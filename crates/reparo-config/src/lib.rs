//! Repair presets and chain building for reparo.
//!
//! A preset is a TOML file listing repair steps by type, each with string
//! parameters that may carry unit suffixes. [`RepairChain`] turns a preset
//! (or a `type:key=value|type` chain string) into transforms from
//! `reparo-core`, validating every step type, parameter name and value.
//!
//! # Example
//!
//! ```rust
//! use reparo_config::{Preset, RepairChain, StepConfig};
//!
//! let preset = Preset::new("Tape Transfer")
//!     .with_description("Click removal and 50 Hz hum notch")
//!     .with_step(StepConfig::new("declick").with_param("threshold", "0.25"))
//!     .with_step(StepConfig::new("dehum").with_param("frequency", "50Hz"));
//!
//! let toml = preset.to_toml().unwrap();
//! let parsed = Preset::from_toml(&toml).unwrap();
//! let chain = RepairChain::from_preset(&parsed).unwrap();
//! assert_eq!(chain.step_names(), vec!["declick", "dehum"]);
//! ```

mod chain;
mod error;
mod preset;
mod step_config;

/// Preset locations on disk.
pub mod paths;

/// Presets bundled with the library.
pub mod factory_presets;

pub use chain::{RepairChain, STEP_TYPES, build_repair};
pub use error::ConfigError;
pub use factory_presets::{
    FACTORY_PRESET_NAMES, factory_preset_names, factory_presets, get_factory_preset,
    is_factory_preset,
};
pub use paths::{
    ensure_user_presets_dir, find_preset, list_presets_in_dir, list_user_presets, load_preset,
    preset_name_from_path, user_presets_dir,
};
pub use preset::Preset;
pub use step_config::{StepConfig, parse_chain_spec, parse_param_value};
========================================================================
Print every line of the records above without a single difference.

filename crates/reparo-config/src/lib.rs
//! Repair presets and chain building for reparo.
//!
//! A preset is a TOML file listing repair steps by type, each with string
//! parameters that may carry unit suffixes. [`RepairChain`] turns a preset
//! (or a `type:key=value|type` chain string) into transforms from
//! `reparo-core`, validating every step type, parameter name and value.
//!
//! # Example
//!
//! ```rust
//! use reparo_config::{Preset, RepairChain, StepConfig};
//!
//! let preset = Preset::new("Tape Transfer")
//!     .with_description("Click removal and 50 Hz hum notch")
//!     .with_step(StepConfig::new("declick").with_param("threshold", "0.25"))
//!     .with_step(StepConfig::new("dehum").with_param("frequency", "50Hz"));
//!
//! let toml = preset.to_toml().unwrap();
//! let parsed = Preset::from_toml(&toml).unwrap();
//! let chain = RepairChain::from_preset(&parsed).unwrap();
//! assert_eq!(chain.step_names(), vec!["declick", "dehum"]);
//! ```

mod chain;
mod error;
mod preset;
mod step_config;

/// Preset locations on disk.
pub mod paths;

/// Presets bundled with the library.
pub mod factory_presets;

pub use chain::{RepairChain, STEP_TYPES, build_repair};
pub use error::ConfigError;
pub use factory_presets::{
    FACTORY_PRESET_NAMES, factory_preset_names, factory_presets, get_factory_preset,
    is_factory_preset,
};
pub use paths::{
    ensure_user_presets_dir, find_preset, list_presets_in_dir, list_user_presets, load_preset,
    preset_name_from_path, user_presets_dir,
};
pub use preset::Preset;
pub use step_config::{StepConfig, parse_chain_spec, parse_param_value};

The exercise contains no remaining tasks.